"BEAT THE REAPER" by Josh Bazell (B+)
If
your reading tastes veer towards taut, gritty, nerve-wracking, testosterone-filled thrillers, then this should be the next
novel for you. A contract killer for the mob who has entered the government witness protection program after betraying the
secrets of his adoptive crime family now finds his own life along with his new career and hope for personal respectability
in dire straits when his cover is blown.
Even
though Peter Brown, né Pietro Brnwa, was a highly efficient and remorseless killer for a New Jersey crime family, he still
operated under his own code of ethics. Now he works to save lives after having obtained a medical degree thanks to the government
after he entered the witness protection program. Never more of a change and and a chance for personal redemption than when
he meets a young girl who exemplifies the innocence of youth. Their relationship is portrayed as an unexpectedly sweet and
tender love story.
Peter
Brown serves the indigent at a déclassé urban hospital where he hides out in plain site as a doctor of internal medicine since
there is little chance of him running into any of his former associates. No self respecting mobster would be caught alive
or dead at an institution like Manhattan Catholic. This allows Dr. Brown to attend to the needs of his patients where his
keen intellect and highly skilled powers of observation allow him to analyze their medical problems better than anyone else
in the wing.
While
"Beat the Reaper" is certainly a tough, streetwise, expletive-laced tale, the author does not allow the frequent use of expletives
to serve the purpose of dumbing down the story. Bazell, a medical doctor himself, has penned an intelligent story about the
inner workings of a run-down urban hospital focusing on an overworked first year internist addicted to Moxfane and Dexedrine
in order to stay alert and attentive to the needs of his patients. This book is filled with medically descriptive passages
evidencing considerable research and professional knowledge on the part of the author.
At
the very beginning of this book the skill that Peter Brown acquired during his former career becomes readily apparent when
he is mugged late one night at the entrance to the hospital.

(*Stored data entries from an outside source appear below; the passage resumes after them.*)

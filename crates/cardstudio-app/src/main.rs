//! Main application entry point (native).

use cardstudio_app::{Options, ShortcutRegistry, run};
use clap::Parser;

fn main() {
    env_logger::init();

    // Usage errors exit with 2, --help and --version with 0.
    let options = Options::try_parse().unwrap_or_else(|e| e.exit());

    if options.shortcuts {
        ShortcutRegistry::print_all();
        if options.input.is_none() {
            return;
        }
    }

    log::info!("Starting CardStudio");
    match run(&options) {
        Ok(report) => {
            eprint!("{}", report.summary());
            if options.out.is_none() {
                println!("{}", report.markup);
            }
        }
        Err(e) => {
            log::error!("{e}");
            eprintln!("error: {e}");
            std::process::exit(1);
        }
    }
}
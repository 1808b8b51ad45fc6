//! Integration tests: drag sessions, history and reordering driven through
//! the public `Editor` API.

use cardstudio_core::transform::HandleKind;
use cardstudio_core::{Compass, Editor, EditorConfig, ManualClock, NodeId, NodeTransform};
use kurbo::{Point, Rect, Vec2};

const DECK: &str = include_str!("fixtures/two_slides.html");

fn editor_at(zoom: f64) -> (Editor, ManualClock) {
    let clock = ManualClock::new();
    let mut editor = Editor::new(EditorConfig::default()).with_clock(clock.clone());
    editor.load_markup(DECK).unwrap();
    editor.set_zoom(zoom);
    (editor, clock)
}

fn title(editor: &Editor) -> NodeId {
    editor.surface().element_at_path(0, &[0]).unwrap()
}

fn record(editor: &Editor, id: NodeId) -> NodeTransform {
    editor.surface().transform(id).cloned().unwrap_or_default()
}

fn selected_box(editor: &Editor) -> Rect {
    editor.selection().viewport_box.unwrap()
}

/// Drag a handle from `from` by a viewport delta and release.
fn drag(editor: &mut Editor, handle: HandleKind, from: Point, delta: Vec2) {
    assert!(editor.begin_handle_drag(handle, from));
    editor.pointer_move(from + delta * 0.5);
    editor.pointer_move(from + delta);
    editor.pointer_up(from + delta);
}

/// Let the debounce window pass and run timers.
fn settle(editor: &mut Editor, clock: &ManualClock) {
    clock.advance_ms(600);
    editor.tick();
}

// ─── Drag sessions ──────────────────────────────────────────────────────

#[test]
fn se_resize_at_half_zoom() {
    let (mut editor, _) = editor_at(0.5);
    let id = title(&editor);
    editor.select(Some(id));
    let before = selected_box(&editor);
    assert_eq!(before, Rect::new(50.0, 50.0, 250.0, 100.0));

    drag(
        &mut editor,
        HandleKind::Resize(Compass::SE),
        Point::new(before.x1, before.y1),
        Vec2::new(100.0, 50.0),
    );

    let after = selected_box(&editor);
    assert_eq!(after.origin(), before.origin());
    assert_eq!(after.width() - before.width(), 100.0);
    assert_eq!(after.height() - before.height(), 50.0);

    let record = record(&editor, id);
    assert_eq!(record.width, Some(600.0));
    assert_eq!(record.height, Some(200.0));
    assert_eq!(record.translation(), Vec2::ZERO);
}

#[test]
fn zero_delta_release_is_bit_identical() {
    let handles = [
        HandleKind::Move,
        HandleKind::Rotate,
        HandleKind::Resize(Compass::N),
        HandleKind::Resize(Compass::NW),
        HandleKind::Resize(Compass::SE),
        HandleKind::Resize(Compass::W),
    ];
    for handle in handles {
        let (mut editor, _) = editor_at(0.55);
        let id = title(&editor);
        editor.select(Some(id));
        editor.set_translate(12.3, -4.7);
        editor.set_rotation(17.5);
        let before = record(&editor, id);
        let content = editor.content();

        let start = Point::new(123.0, 77.0);
        assert!(editor.begin_handle_drag(handle, start));
        editor.pointer_up(start);

        let after = record(&editor, id);
        assert_eq!(after.translate_x.to_bits(), before.translate_x.to_bits());
        assert_eq!(after.translate_y.to_bits(), before.translate_y.to_bits());
        assert_eq!(after.rotation_degrees.to_bits(), before.rotation_degrees.to_bits());
        assert_eq!(after.width, before.width);
        assert_eq!(after.height, before.height);
        assert_eq!(editor.content(), content);
    }
}

#[test]
fn drag_out_and_back_restores_node() {
    let handles = Compass::ALL
        .into_iter()
        .map(HandleKind::Resize)
        .chain([HandleKind::Move, HandleKind::Rotate]);
    for handle in handles {
        for resized in [false, true] {
            let (mut editor, _) = editor_at(0.5);
            let id = title(&editor);
            editor.select(Some(id));
            if resized {
                editor.set_size(Some(300.0), None);
            }
            let before = record(&editor, id);
            let content = editor.content();
            let start = selected_box(&editor).center();

            assert!(editor.begin_handle_drag(handle, start));
            editor.pointer_move(start + Vec2::new(100.0, 50.0));
            assert_ne!(record(&editor, id), before, "{handle:?}");
            editor.pointer_up(start);

            assert_eq!(record(&editor, id), before, "{handle:?}");
            assert_eq!(editor.content(), content, "{handle:?}");
        }
    }
}

#[test]
fn nw_resize_keeps_se_corner_anchored() {
    let (mut editor, _) = editor_at(0.5);
    editor.select(Some(title(&editor)));
    let before = selected_box(&editor);

    // Content delta (40, 20) is a viewport delta of (20, 10) at zoom 0.5.
    drag(
        &mut editor,
        HandleKind::Resize(Compass::NW),
        before.origin(),
        Vec2::new(20.0, 10.0),
    );

    let after = selected_box(&editor);
    assert_eq!(Point::new(after.x1, after.y1), Point::new(before.x1, before.y1));
    assert_eq!(after.origin(), before.origin() + Vec2::new(20.0, 10.0));
}

#[test]
fn resize_floor_holds_at_any_zoom() {
    let (mut editor, _) = editor_at(0.35);
    let id = title(&editor);
    editor.select(Some(id));
    let before = selected_box(&editor);
    drag(
        &mut editor,
        HandleKind::Resize(Compass::NE),
        Point::new(before.x1, before.y0),
        Vec2::new(-5000.0, 5000.0),
    );
    let record = record(&editor, id);
    assert!((record.width.unwrap() - 20.0).abs() < 1e-9);
    assert!((record.height.unwrap() - 20.0).abs() < 1e-9);
    let after = selected_box(&editor);
    assert!((after.y1 - before.y1).abs() < 1e-9);
    assert!((after.x0 - before.x0).abs() < 1e-9);
}

#[test]
fn rotate_and_move_commute_on_translate() {
    let rotate = |editor: &mut Editor| {
        let b = selected_box(editor);
        drag(editor, HandleKind::Rotate, Point::new(b.center().x, b.y0 - 30.0), Vec2::new(80.0, 30.0));
    };
    let translate = |editor: &mut Editor| {
        let b = selected_box(editor);
        drag(editor, HandleKind::Move, b.center(), Vec2::new(33.0, -21.0));
    };

    let (mut first, _) = editor_at(0.55);
    let a = title(&first);
    first.select(Some(a));
    rotate(&mut first);
    translate(&mut first);

    let (mut second, _) = editor_at(0.55);
    let b = title(&second);
    second.select(Some(b));
    translate(&mut second);
    rotate(&mut second);

    let ra = record(&first, a);
    let rb = record(&second, b);
    assert_eq!(ra.translation(), rb.translation());
    assert_ne!(ra.rotation_degrees, 0.0);
}

#[test]
fn drag_survives_pointer_leaving_the_box() {
    let (mut editor, _) = editor_at(0.5);
    let id = title(&editor);
    editor.select(Some(id));
    let b = selected_box(&editor);
    drag(&mut editor, HandleKind::Move, b.center(), Vec2::new(900.0, 700.0));
    assert_eq!(record(&editor, id).translation(), Vec2::new(1800.0, 1400.0));
}

// ─── History ────────────────────────────────────────────────────────────

#[test]
fn ten_moves_make_one_undo_entry() {
    let (mut editor, clock) = editor_at(0.5);
    editor.select(Some(title(&editor)));
    let start = selected_box(&editor).center();
    assert!(editor.begin_handle_drag(HandleKind::Move, start));
    for step in 1..=10 {
        clock.advance_ms(16);
        editor.pointer_move(start + Vec2::new(step as f64, step as f64));
        editor.tick();
    }
    editor.pointer_up(start + Vec2::new(10.0, 10.0));
    assert_eq!(editor.history().undo_len(), 1);

    settle(&mut editor, &clock);
    assert_eq!(editor.history().undo_len(), 1);
}

#[test]
fn forty_edits_keep_thirty_most_recent() {
    let (mut editor, clock) = editor_at(0.5);
    editor.select(Some(title(&editor)));
    for _ in 0..40 {
        editor.nudge(1.0, 0.0);
        settle(&mut editor, &clock);
    }
    assert_eq!(editor.history().undo_len(), 30);

    for _ in 0..30 {
        assert!(editor.undo());
    }
    assert!(!editor.undo());
    // Oldest surviving state is the one after the tenth nudge.
    let id = title(&editor);
    assert_eq!(record(&editor, id).translate_x, 10.0);
}

#[test]
fn undo_then_redo_restores_exact_content() {
    let (mut editor, clock) = editor_at(0.5);
    let start = editor.content();
    editor.select(Some(title(&editor)));

    editor.nudge(3.0, 4.0);
    settle(&mut editor, &clock);
    editor.set_rotation(-12.5);
    settle(&mut editor, &clock);
    editor.set_size(Some(250.0), None);
    settle(&mut editor, &clock);
    editor.set_style("color", "#ff3366");
    settle(&mut editor, &clock);
    editor.move_block(1, 0);
    settle(&mut editor, &clock);
    let end = editor.content();
    assert_eq!(editor.history().undo_len(), 5);

    for _ in 0..5 {
        assert!(editor.undo());
    }
    assert_eq!(editor.content(), start);
    for _ in 0..5 {
        assert!(editor.redo());
    }
    assert_eq!(editor.content(), end);
}

#[test]
fn undo_restores_transform_records() {
    let (mut editor, clock) = editor_at(0.5);
    editor.select(Some(title(&editor)));
    editor.set_translate(40.0, 8.0);
    settle(&mut editor, &clock);
    editor.set_rotation(15.0);
    settle(&mut editor, &clock);

    assert!(editor.undo());
    let id = title(&editor);
    let record = record(&editor, id);
    assert_eq!(record.translation(), Vec2::new(40.0, 8.0));
    assert_eq!(record.rotation_degrees, 0.0);
}

#[test]
fn delete_during_pending_snapshot_then_undo() {
    let (mut editor, _) = editor_at(0.5);
    let id = title(&editor);
    editor.select(Some(id));
    editor.nudge(5.0, 0.0);
    assert!(editor.delete_selected());
    assert!(editor.history().is_pending());

    assert!(editor.undo());
    assert_eq!(editor.selected(), None);
    assert!(editor.drag().is_none());

    // The old id belongs to a surface that no longer exists.
    editor.select(Some(id));
    assert_eq!(editor.selected(), None);
    assert!(!editor.begin_handle_drag(HandleKind::Move, Point::ZERO));
    assert!(!editor.nudge(1.0, 1.0));

    let restored = title(&editor);
    assert_eq!(editor.surface().text_content(restored), "Morning Brief");
}

#[test]
fn load_clears_selection_and_history() {
    let (mut editor, clock) = editor_at(0.5);
    editor.select(Some(title(&editor)));
    editor.nudge(1.0, 1.0);
    settle(&mut editor, &clock);
    assert!(editor.can_undo());

    editor.load_markup(DECK).unwrap();
    assert_eq!(editor.selected(), None);
    assert!(!editor.can_undo());
    assert!(!editor.can_redo());
}

// ─── Structural blocks ──────────────────────────────────────────────────

#[test]
fn reorder_refreshes_blocks_and_selection_box() {
    let (mut editor, clock) = editor_at(0.5);
    let titles = |editor: &Editor| -> Vec<String> {
        editor.blocks().iter().map(|b| b.display_title.clone()).collect()
    };
    assert_eq!(titles(&editor), vec!["Morning Brief", "What to watch"]);

    let id = title(&editor);
    editor.select(Some(id));
    let before = selected_box(&editor);

    assert!(editor.move_block(0, 1));
    assert_eq!(titles(&editor), vec!["What to watch", "Morning Brief"]);
    // The selected title moved with its block, one block height down.
    let after = selected_box(&editor);
    assert_eq!(after, before + Vec2::new(0.0, 1350.0 * 0.5));
    assert_eq!(editor.selected(), Some(id));

    settle(&mut editor, &clock);
    assert!(editor.undo());
    assert_eq!(titles(&editor), vec!["Morning Brief", "What to watch"]);
}
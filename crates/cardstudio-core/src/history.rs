//! Debounced snapshot undo/redo over the serialized surface.

use crate::clock::{Duration, Instant};
use crate::surface::Surface;
use std::collections::VecDeque;

/// Default number of undo states to keep.
pub const MAX_UNDO_HISTORY: usize = 30;

/// Undo/redo stacks of serialized surfaces plus one pending commit.
///
/// `baseline` is the last committed state. A commit pushes the baseline
/// onto the undo stack and makes the current serialization the new
/// baseline, so every undo entry is a state the user can return to.
#[derive(Debug, Clone)]
pub struct History {
    undo_stack: VecDeque<String>,
    redo_stack: Vec<String>,
    capacity: usize,
    debounce: Duration,
    /// When the pending commit fires.
    deadline: Option<Instant>,
    baseline: String,
}

impl History {
    pub fn new(capacity: usize, debounce: Duration) -> Self {
        Self {
            undo_stack: VecDeque::new(),
            redo_stack: Vec::new(),
            capacity: capacity.max(1),
            debounce,
            deadline: None,
            baseline: String::new(),
        }
    }

    /// Drop all history and start over from `baseline`.
    pub fn reset(&mut self, baseline: String) {
        self.undo_stack.clear();
        self.redo_stack.clear();
        self.deadline = None;
        self.baseline = baseline;
    }

    /// Restart the debounce timer. Calls inside one window coalesce into a
    /// single snapshot.
    pub fn record_debounced(&mut self, now: Instant) {
        self.deadline = Some(now + self.debounce);
    }

    pub fn is_pending(&self) -> bool {
        self.deadline.is_some()
    }

    /// Commit if the pending deadline has passed. Returns true if a new
    /// undo entry was created.
    pub fn tick(&mut self, now: Instant, surface: &Surface) -> bool {
        match self.deadline {
            Some(deadline) if now >= deadline => self.commit(surface),
            _ => false,
        }
    }

    /// Commit a pending snapshot right away.
    pub fn flush(&mut self, surface: &Surface) -> bool {
        if self.deadline.is_some() {
            self.commit(surface)
        } else {
            false
        }
    }

    fn commit(&mut self, surface: &Surface) -> bool {
        self.deadline = None;
        let current = surface.to_markup();
        if current == self.baseline {
            return false;
        }
        let previous = std::mem::replace(&mut self.baseline, current);
        self.push_undo(previous);
        self.redo_stack.clear();
        log::debug!("History commit ({} undo states)", self.undo_stack.len());
        true
    }

    fn push_undo(&mut self, snapshot: String) {
        self.undo_stack.push_back(snapshot);
        while self.undo_stack.len() > self.capacity {
            self.undo_stack.pop_front();
        }
    }

    /// Undo the last change.
    /// Returns true if the surface was replaced.
    pub fn undo(&mut self, surface: &mut Surface) -> bool {
        self.flush(surface);
        let Some(snapshot) = self.undo_stack.pop_back() else {
            return false;
        };
        match Surface::parse(&snapshot) {
            Ok(restored) => {
                self.redo_stack.push(surface.to_markup());
                *surface = restored;
                self.baseline = snapshot;
                true
            }
            Err(e) => {
                log::warn!("Discarding unreadable undo snapshot: {}", e);
                false
            }
        }
    }

    /// Redo the last undone change.
    /// Returns true if the surface was replaced.
    pub fn redo(&mut self, surface: &mut Surface) -> bool {
        self.flush(surface);
        let Some(snapshot) = self.redo_stack.pop() else {
            return false;
        };
        match Surface::parse(&snapshot) {
            Ok(restored) => {
                let current = surface.to_markup();
                self.push_undo(current);
                *surface = restored;
                self.baseline = snapshot;
                true
            }
            Err(e) => {
                log::warn!("Discarding unreadable redo snapshot: {}", e);
                false
            }
        }
    }

    pub fn can_undo(&self) -> bool {
        !self.undo_stack.is_empty()
    }

    pub fn can_redo(&self) -> bool {
        !self.redo_stack.is_empty()
    }

    pub fn undo_len(&self) -> usize {
        self.undo_stack.len()
    }

    pub fn redo_len(&self) -> usize {
        self.redo_stack.len()
    }

    /// The most recently committed serialization.
    pub fn baseline(&self) -> &str {
        &self.baseline
    }
}

#[cfg(test)]
mod tests {
    use super::*;
    use crate::clock::{Clock, ManualClock};
    use crate::surface::Element;

    fn edit(surface: &mut Surface, n: usize) {
        let root = surface.element_roots()[0];
        surface.set_text(root, format!("edit {n}"));
    }

    fn setup() -> (Surface, History, ManualClock) {
        let surface = Surface::parse("<div>start</div>").unwrap();
        let mut history = History::new(MAX_UNDO_HISTORY, Duration::from_millis(500));
        history.reset(surface.to_markup());
        (surface, history, ManualClock::new())
    }

    #[test]
    fn test_debounce_coalesces_burst() {
        let (mut surface, mut history, clock) = setup();
        for n in 0..10 {
            edit(&mut surface, n);
            history.record_debounced(clock.now());
            clock.advance_ms(100);
            assert!(!history.tick(clock.now(), &surface));
        }
        clock.advance_ms(500);
        assert!(history.tick(clock.now(), &surface));
        assert_eq!(history.undo_len(), 1);
        assert!(!history.is_pending());
    }

    #[test]
    fn test_commit_without_change_is_noop() {
        let (surface, mut history, clock) = setup();
        history.record_debounced(clock.now());
        assert!(!history.flush(&surface));
        assert_eq!(history.undo_len(), 0);
    }

    #[test]
    fn test_undo_redo_inverse() {
        let (mut surface, mut history, clock) = setup();
        let start = surface.to_markup();
        for n in 0..3 {
            edit(&mut surface, n);
            history.record_debounced(clock.now());
            history.flush(&surface);
        }
        let end = surface.to_markup();

        for _ in 0..3 {
            assert!(history.undo(&mut surface));
        }
        assert_eq!(surface.to_markup(), start);
        assert!(!history.undo(&mut surface));

        for _ in 0..3 {
            assert!(history.redo(&mut surface));
        }
        assert_eq!(surface.to_markup(), end);
        assert!(!history.redo(&mut surface));
    }

    #[test]
    fn test_undo_flushes_pending_edit() {
        let (mut surface, mut history, clock) = setup();
        let start = surface.to_markup();
        edit(&mut surface, 1);
        history.record_debounced(clock.now());
        assert!(history.undo(&mut surface));
        assert_eq!(surface.to_markup(), start);
        assert_eq!(history.redo_len(), 1);
    }

    #[test]
    fn test_new_edit_clears_redo() {
        let (mut surface, mut history, clock) = setup();
        edit(&mut surface, 1);
        history.record_debounced(clock.now());
        history.undo(&mut surface);
        assert!(history.can_redo());

        edit(&mut surface, 2);
        history.record_debounced(clock.now());
        history.flush(&surface);
        assert!(!history.can_redo());
    }

    #[test]
    fn test_capacity_keeps_most_recent() {
        let (mut surface, mut history, clock) = setup();
        for n in 0..40 {
            edit(&mut surface, n);
            history.record_debounced(clock.now());
            clock.advance_ms(600);
            history.tick(clock.now(), &surface);
        }
        assert_eq!(history.undo_len(), 30);

        // Oldest kept state is the one after edit 9.
        for _ in 0..30 {
            history.undo(&mut surface);
        }
        let root = surface.element_roots()[0];
        assert_eq!(surface.text_content(root), "edit 9");
    }

    #[test]
    fn test_reset_clears_everything() {
        let (mut surface, mut history, clock) = setup();
        edit(&mut surface, 1);
        history.record_debounced(clock.now());
        history.flush(&surface);
        history.reset(surface.to_markup());
        assert!(!history.can_undo());
        assert!(!history.is_pending());
        assert_eq!(history.baseline(), surface.to_markup());
    }

    #[test]
    fn test_empty_stacks_are_silent() {
        let mut surface = Surface::new();
        surface.append_element(None, Element::new("div"));
        let mut history = History::new(MAX_UNDO_HISTORY, Duration::from_millis(500));
        assert!(!history.undo(&mut surface));
        assert!(!history.redo(&mut surface));
    }
}
//! Top-level structural blocks (slides) and their reordering.

use crate::surface::{NodeId, Surface};
use serde::{Deserialize, Serialize};

/// Read view of one top-level block.
#[derive(Debug, Clone, PartialEq, Serialize)]
pub struct StructuralBlock {
    pub index: usize,
    pub node: NodeId,
    pub display_title: String,
}

/// Direction of an index-adjacent move.
#[derive(Debug, Clone, Copy, PartialEq, Eq, Serialize, Deserialize)]
#[serde(rename_all = "lowercase")]
pub enum NudgeDirection {
    Up,
    Down,
}

impl NudgeDirection {
    /// Neighbour index, if there is one.
    pub fn target(self, index: usize, len: usize) -> Option<usize> {
        match self {
            NudgeDirection::Up => index.checked_sub(1),
            NudgeDirection::Down => (index + 1 < len).then_some(index + 1),
        }
    }
}

/// Derive the block list from the surface's top-level elements.
pub fn derive_blocks(surface: &Surface, title_max_chars: usize) -> Vec<StructuralBlock> {
    surface
        .element_roots()
        .into_iter()
        .enumerate()
        .map(|(index, node)| StructuralBlock {
            index,
            node,
            display_title: block_title(surface, node, title_max_chars)
                .unwrap_or_else(|| format!("Slide {}", index + 1)),
        })
        .collect()
}

/// Title from the first heading-like descendant.
fn block_title(surface: &Surface, block: NodeId, max_chars: usize) -> Option<String> {
    let heading = surface
        .descendants(block)
        .into_iter()
        .find(|&id| surface.element(id).is_some_and(|el| el.is_heading_like()))?;
    let text = decode_entities(&surface.text_content(heading));
    let text = text.split_whitespace().collect::<Vec<_>>().join(" ");
    if text.is_empty() {
        return None;
    }
    Some(text.chars().take(max_chars).collect())
}

fn decode_entities(text: &str) -> String {
    text.replace("&nbsp;", " ")
        .replace("&lt;", "<")
        .replace("&gt;", ">")
        .replace("&quot;", "\"")
        .replace("&#39;", "'")
        .replace("&amp;", "&")
}

/// Move the block at `from` next to the block currently at `to`.
///
/// Moving forward lands after the target, moving backward lands before
/// it, so the moved block ends up at index `to` either way. Returns false
/// (and leaves the surface alone) for out-of-range or equal indices.
pub fn move_block(surface: &mut Surface, from: usize, to: usize) -> bool {
    let blocks = surface.element_roots();
    if from == to || from >= blocks.len() || to >= blocks.len() {
        return false;
    }
    let moving = blocks[from];
    let reference = blocks[to];
    let roots = surface.roots_mut();
    roots.retain(|&id| id != moving);
    let Some(pos) = roots.iter().position(|&id| id == reference) else {
        return false;
    };
    let insert_at = if from < to { pos + 1 } else { pos };
    roots.insert(insert_at, moving);
    log::debug!("Moved block {} -> {}", from, to);
    true
}

/// An in-flight block drag carrying its source index.
#[derive(Debug, Clone, Copy, PartialEq, Eq)]
pub struct BlockDrag {
    pub source: usize,
}

/// The block list shown in the side panel plus any block drag.
#[derive(Debug, Clone, Default)]
pub struct BlockList {
    blocks: Vec<StructuralBlock>,
    drag: Option<BlockDrag>,
}

impl BlockList {
    pub fn new() -> Self {
        Self::default()
    }

    /// Re-derive from the surface. The list is never patched in place.
    pub fn refresh(&mut self, surface: &Surface, title_max_chars: usize) {
        self.blocks = derive_blocks(surface, title_max_chars);
        if self.drag.is_some_and(|d| d.source >= self.blocks.len()) {
            self.drag = None;
        }
    }

    pub fn blocks(&self) -> &[StructuralBlock] {
        &self.blocks
    }

    pub fn len(&self) -> usize {
        self.blocks.len()
    }

    pub fn is_empty(&self) -> bool {
        self.blocks.is_empty()
    }

    pub fn begin_drag(&mut self, source: usize) -> bool {
        if source >= self.blocks.len() {
            return false;
        }
        self.drag = Some(BlockDrag { source });
        true
    }

    pub fn drag(&self) -> Option<BlockDrag> {
        self.drag
    }

    /// End the drag over `target`, yielding the `(from, to)` move.
    pub fn drop_on(&mut self, target: usize) -> Option<(usize, usize)> {
        let drag = self.drag.take()?;
        Some((drag.source, target))
    }

    pub fn cancel_drag(&mut self) {
        self.drag = None;
    }
}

The mugger thought that this doctor in scrubs would be just another
easy mark, but Brown dispatches him with ruthless efficiency. Then, to show that he cares, he carries him into the hospital
and drops him off at the emergency room.
The
author describes in considerable detail Brown's rootless existence as the child of a hippie mother and absentee father who
was raised by his grandparents in New Jersey. They were Polish Jews who had miraculously survived Auschwitz, but then insanity
struck again when they were murdered in cold blood, apparently by young wannabe mobster punks looking to get "made."
Peter
Brown was then only 14 years old, and the insurance settlement allowed him to attend a private military school where he befriended
a fellow student by the name of Adam Locano. Peter and Adam, universally known as "Skinflick," formed an unlikely friendship,
and Skinflick even brought him home during the holidays. His parents readily befriended their son's orphaned classmate and
often invited him to come along on their vacation travels.
It
wasn't until later that Brown figured out that Adam's father, a well to do lawyer at a small Wall Street firm, served as the
legal representative for the New Jersey crime syndicate. Peter could have walked from his friendship with Skinflick after
he figured this out, but his desire to avenge the death of his grandparents along with having an actual family who cared for
him, drew him into the orbit of criminality until it was too late to do anything else. Besides, the short but strapping Brown
ended up being very, very good at his new profession.
Years
later after he has tried to escape his ugly and sordid past, the unexpected happens and his cover of anonymity is blown. Always
careful of Italian patients who might have checked in, he is only marginally concerned when he is assigned to check in on
a new patient with the name of Nicholas LoBrutto. To his shock and amazement, the two men instantly recognize each other,
for LoBrutto's real name is Eddy Squillante and he is a low ranking member of the mob.
Squillante
is convinced that Peter "Bearclaw" Brown has been sent there to kill him, so he rats him out to another mobster. Now Brown
knows that his former associates will quickly be after him to collect the huge bounty on his head for having betrayed mob
secrets. He has just hours to plan a disappearance from everything and everyone he has grown to care for.
The
story evidences the corrosive effects of a desire for revenge as it sweeps across generations to capture many lives in its
rapacious grip while destroying others caught in its path. While I found the resolution to be highly improbable, the rest
of the story is spot on. 2009, Little Brown and Company.